Let $\triangle ABC$ have a right or obtuse angle at $\angle A$. Prove that any other triangle with the same $\angle A$ and longer sides $B,C$ will have a longer side opposite $A$.
My proof is below. I request verification, critique, or feedback. Note that this statement is less obvious than it might seem, and is in fact generally not true for acute triangles!
Let points $A, B, B'$ be colinear in that order (such that $AB < AB'$) and $A, C, C'$ be colinear in that order, and $\angle BAC$ be right or obtuse. We claim that $B'C' > BC$.
Observe that since $\angle ABC$ is acute, $\angle CBB'$, which is supplementary, must be obtuse. Consequently, $\angle CBB'$ is the greatest angle in $\triangle CBB'$, and $CB' > CB$.
Similarly, $\angle ACB'$ is acute, so $\angle C'CB'$ is obtuse, and therefore $C'B' > CB'$. Thus, $C'B' > CB$, QED.
Best Answer
Your proof looks correct, and is well presented. My only (rather minor) suggestion is that having a diagram would have made it a bit easier to follow.
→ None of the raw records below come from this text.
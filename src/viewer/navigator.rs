use crate::error::Result;
use crate::viewer::locator::SlideLocator;
use crate::viewer::surface::{DeckSurface, NudgeDirection};
use std::time::Duration;

/// Polling policy for a single navigation call
#[derive(Debug, Clone)]
pub struct NavigatorConfig {
    /// Interval between position polls
    pub poll_interval: Duration,

    /// Attempt ceiling before the navigation is abandoned
    pub max_attempts: u32,

    /// A stall nudge is considered every this many polls
    pub nudge_every: u32,
}

impl Default for NavigatorConfig {
    fn default() -> Self {
        Self {
            poll_interval: Duration::from_millis(150),
            max_attempts: 50,
            nudge_every: 10,
        }
    }
}

impl NavigatorConfig {
    pub fn new() -> Self {
        Self::default()
    }

    /// Builder method: set the poll interval
    pub fn poll_interval(mut self, interval: Duration) -> Self {
        self.poll_interval = interval;
        self
    }

    /// Builder method: set the attempt ceiling
    pub fn max_attempts(mut self, attempts: u32) -> Self {
        self.max_attempts = attempts;
        self
    }
}

/// Commands the viewer to move to a slide and confirms arrival.
///
/// Navigation is a best-effort request against a UI that exposes no
/// completion callback: the fragment rewrite is issued once, then both
/// position signals are polled until either matches the target. A viewer
/// that shows no fragment drift at all gets a synthetic arrow-key nudge
/// every [`NavigatorConfig::nudge_every`] polls.
pub struct Navigator<'a, S: DeckSurface> {
    surface: &'a S,
    config: NavigatorConfig,
}

impl<'a, S: DeckSurface> Navigator<'a, S> {
    pub fn new(surface: &'a S) -> Self {
        Self::with_config(surface, NavigatorConfig::default())
    }

    pub fn with_config(surface: &'a S, config: NavigatorConfig) -> Self {
        Self { surface, config }
    }

    /// Navigate to `target`, returning once either position signal reports
    /// arrival or the attempt ceiling is reached.
    ///
    /// A timeout is logged and swallowed: the caller proceeds from whatever
    /// position was reached, since partial progress beats total failure here.
    /// Errors from the underlying surface do propagate.
    pub fn navigate_to(&self, target: u32) -> Result<()> {
        let previous = SlideLocator::new(self.surface).current_position()?;

        if self.arrived(target)? {
            return Ok(());
        }

        self.surface.request_slide(target)?;

        for attempt in 0..self.config.max_attempts {
            let from_fragment = self.surface.fragment_position()?;
            let from_ordinal = self.surface.ordinal_position()?;

            if from_fragment == Some(target) || from_ordinal == Some(target) {
                return Ok(());
            }

            // No drift from where we started means the fragment rewrite was
            // ignored; fall back to simulating the user's navigation key.
            let observed = from_fragment.or(from_ordinal).unwrap_or(1);
            if attempt % self.config.nudge_every == 0 && observed == previous {
                let direction = if target > previous {
                    NudgeDirection::Forward
                } else {
                    NudgeDirection::Backward
                };
                self.surface.send_nudge(direction)?;
            }

            std::thread::sleep(self.config.poll_interval);
        }

        log::warn!(
            "Navigation to slide {} timed out after {} attempts; continuing from current position",
            target,
            self.config.max_attempts
        );
        Ok(())
    }

    fn arrived(&self, target: u32) -> Result<bool> {
        Ok(self.surface.fragment_position()? == Some(target)
            || self.surface.ordinal_position()? == Some(target))
    }
}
FYI, here's an alternate proof method. In $\triangle ABC$, let the side lengths opposite $A$, $B$ and $C$ be $a$, $b$ and $c$, respectively. The law of cosines states that
$$a^2 = b^2 + c^2 - 2bc\cos(A) \tag{1}\label{eq1A}$$
Also, in $\triangle AB'C'$, have the side lengths opposite $A$, $B'$ and $C'$ be $a'$, $b'$ and $c'$, respectively. This then gives
$$(a')^2 = (b')^2 + (c')^2 - 2(b')(c')\cos(A) \tag{2}\label{eq2A}$$
Note $b' \gt b \;\;\to\;\; (b')^2 \gt b^2$ and $c' \gt c \;\;\to\;\; (c')^2 \gt c^2$. Also, since $\measuredangle A$ is a right or obtuse angle, then $\cos(A) \le 0 \;\;\to\;\; -\cos(A) \ge 0$, so $- 2(b')(c')\cos(A) \ge - 2bc\cos(A)$. Thus, the RHS of \eqref{eq2A} is greater than the RHS of \eqref{eq1A}, which means $(a')^2 \gt a^2 \;\;\to\;\; a' \gt a$.
Here's a second alternative proof method. With $\triangle ABC$, using the same side lengths as with \eqref{eq1A}, the law of sines says that
$$\frac{a}{\sin(A)} = \frac{b}{\sin(B)} = \frac{c}{\sin(C)} \tag{3}\label{eq3A}$$
and, similarly with $\triangle AB'C'$, we have
$$\frac{a'}{\sin(A)} = \frac{b'}{\sin(B')} = \frac{c'}{\sin(C')} \tag{4}\label{eq4A}$$
Note the angles $B'$ and $C'$, compared to $B$ and $C$, respectively, have either not changed, or one of them has decreased and the other increased. WLOG, have $\measuredangle B' \le \measuredangle B$. Since $\sin(x)$ is a strictly increasing function for $0^{\circ} \lt x \lt 90^{\circ}$, then $\sin(B') \le \sin(B) \;\to\; \frac{1}{\sin(B')} \ge \frac{1}{\sin(B)}$. Since $b' \gt b'$, then comparing \eqref{eq4A} to \eqref{eq3A}, we get $\frac{b'}{\sin(B')} \gt \frac{b}{\sin(B)} \;\to\; \frac{a'}{\sin(A)} \gt \frac{a}{\sin(A)} \;\to\; a' \gt a$.